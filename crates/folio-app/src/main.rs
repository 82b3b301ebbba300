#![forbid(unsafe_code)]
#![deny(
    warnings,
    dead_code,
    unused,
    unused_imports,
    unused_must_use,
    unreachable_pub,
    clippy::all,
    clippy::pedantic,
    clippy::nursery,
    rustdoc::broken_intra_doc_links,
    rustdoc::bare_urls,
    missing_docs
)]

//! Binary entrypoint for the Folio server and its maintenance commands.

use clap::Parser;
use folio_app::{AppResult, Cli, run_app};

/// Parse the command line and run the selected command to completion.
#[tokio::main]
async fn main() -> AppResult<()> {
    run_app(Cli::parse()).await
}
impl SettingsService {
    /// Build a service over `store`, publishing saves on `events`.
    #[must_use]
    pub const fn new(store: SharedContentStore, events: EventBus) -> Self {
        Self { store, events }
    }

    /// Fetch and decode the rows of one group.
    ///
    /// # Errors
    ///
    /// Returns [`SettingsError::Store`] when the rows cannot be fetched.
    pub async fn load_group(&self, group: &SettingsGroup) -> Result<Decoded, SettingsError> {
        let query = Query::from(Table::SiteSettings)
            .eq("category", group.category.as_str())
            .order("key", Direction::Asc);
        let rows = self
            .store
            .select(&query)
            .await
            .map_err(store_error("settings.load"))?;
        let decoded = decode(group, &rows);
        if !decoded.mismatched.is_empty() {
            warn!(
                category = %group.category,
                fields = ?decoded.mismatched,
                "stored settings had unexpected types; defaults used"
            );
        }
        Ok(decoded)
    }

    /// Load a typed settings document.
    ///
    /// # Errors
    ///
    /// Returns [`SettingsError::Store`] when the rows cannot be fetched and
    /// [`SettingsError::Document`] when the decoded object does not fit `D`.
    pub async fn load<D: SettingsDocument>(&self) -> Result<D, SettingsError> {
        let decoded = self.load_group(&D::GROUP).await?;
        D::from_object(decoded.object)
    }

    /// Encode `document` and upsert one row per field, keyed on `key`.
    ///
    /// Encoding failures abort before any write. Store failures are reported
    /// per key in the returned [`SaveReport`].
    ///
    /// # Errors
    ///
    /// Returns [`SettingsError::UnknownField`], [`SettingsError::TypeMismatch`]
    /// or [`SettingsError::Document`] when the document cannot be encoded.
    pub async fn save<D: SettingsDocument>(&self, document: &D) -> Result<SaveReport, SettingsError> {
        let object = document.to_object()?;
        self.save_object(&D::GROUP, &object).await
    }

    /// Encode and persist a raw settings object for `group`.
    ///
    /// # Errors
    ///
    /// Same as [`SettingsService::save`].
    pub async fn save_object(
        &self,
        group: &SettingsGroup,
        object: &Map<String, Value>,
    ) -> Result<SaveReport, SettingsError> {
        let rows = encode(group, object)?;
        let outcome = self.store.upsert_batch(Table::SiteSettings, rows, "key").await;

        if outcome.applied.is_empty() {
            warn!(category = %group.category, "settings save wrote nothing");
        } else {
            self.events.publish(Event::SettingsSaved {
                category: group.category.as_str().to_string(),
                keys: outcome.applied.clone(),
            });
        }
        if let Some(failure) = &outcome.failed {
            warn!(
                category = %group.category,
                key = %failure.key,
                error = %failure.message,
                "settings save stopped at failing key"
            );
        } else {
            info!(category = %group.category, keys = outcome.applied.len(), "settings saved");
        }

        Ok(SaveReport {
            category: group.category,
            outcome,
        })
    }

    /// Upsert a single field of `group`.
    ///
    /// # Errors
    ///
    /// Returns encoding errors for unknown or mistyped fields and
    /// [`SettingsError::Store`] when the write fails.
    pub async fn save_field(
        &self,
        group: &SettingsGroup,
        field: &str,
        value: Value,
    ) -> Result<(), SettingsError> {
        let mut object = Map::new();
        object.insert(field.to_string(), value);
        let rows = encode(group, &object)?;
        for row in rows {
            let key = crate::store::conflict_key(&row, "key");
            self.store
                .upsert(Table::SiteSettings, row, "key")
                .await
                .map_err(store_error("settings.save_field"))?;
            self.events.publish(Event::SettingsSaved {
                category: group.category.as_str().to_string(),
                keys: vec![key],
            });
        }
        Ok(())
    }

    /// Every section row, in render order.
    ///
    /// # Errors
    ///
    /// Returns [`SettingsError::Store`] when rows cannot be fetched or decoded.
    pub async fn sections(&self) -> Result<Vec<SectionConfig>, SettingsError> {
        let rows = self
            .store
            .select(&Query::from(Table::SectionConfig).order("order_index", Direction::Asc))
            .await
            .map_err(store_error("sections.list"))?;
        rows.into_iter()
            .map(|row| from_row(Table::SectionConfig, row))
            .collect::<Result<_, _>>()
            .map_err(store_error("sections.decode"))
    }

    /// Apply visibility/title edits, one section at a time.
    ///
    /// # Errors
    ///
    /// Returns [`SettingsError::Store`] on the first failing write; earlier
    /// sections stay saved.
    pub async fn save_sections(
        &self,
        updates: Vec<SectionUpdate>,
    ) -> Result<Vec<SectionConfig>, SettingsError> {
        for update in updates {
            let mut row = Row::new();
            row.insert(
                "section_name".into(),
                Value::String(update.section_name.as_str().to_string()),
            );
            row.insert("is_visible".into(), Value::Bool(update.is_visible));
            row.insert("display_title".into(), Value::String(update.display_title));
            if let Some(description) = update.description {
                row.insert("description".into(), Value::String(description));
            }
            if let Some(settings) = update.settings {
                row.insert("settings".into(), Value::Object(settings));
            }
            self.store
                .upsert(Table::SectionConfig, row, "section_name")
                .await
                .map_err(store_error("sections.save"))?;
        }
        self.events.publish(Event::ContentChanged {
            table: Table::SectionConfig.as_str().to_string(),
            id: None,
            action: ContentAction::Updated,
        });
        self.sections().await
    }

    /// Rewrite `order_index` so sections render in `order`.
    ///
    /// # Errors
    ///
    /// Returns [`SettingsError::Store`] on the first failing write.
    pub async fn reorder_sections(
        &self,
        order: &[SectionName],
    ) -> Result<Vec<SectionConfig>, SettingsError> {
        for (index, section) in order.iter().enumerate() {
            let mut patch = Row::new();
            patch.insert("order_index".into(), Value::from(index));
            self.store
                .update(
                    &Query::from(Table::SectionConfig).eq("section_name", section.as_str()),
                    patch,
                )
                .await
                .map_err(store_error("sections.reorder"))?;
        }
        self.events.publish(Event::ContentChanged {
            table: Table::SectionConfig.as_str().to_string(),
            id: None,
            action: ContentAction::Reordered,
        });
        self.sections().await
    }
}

::::::

What the exercise asks
Determine how many lines of the listing include the word "AppResult" and report nothing but the number.

Response for this exercise
2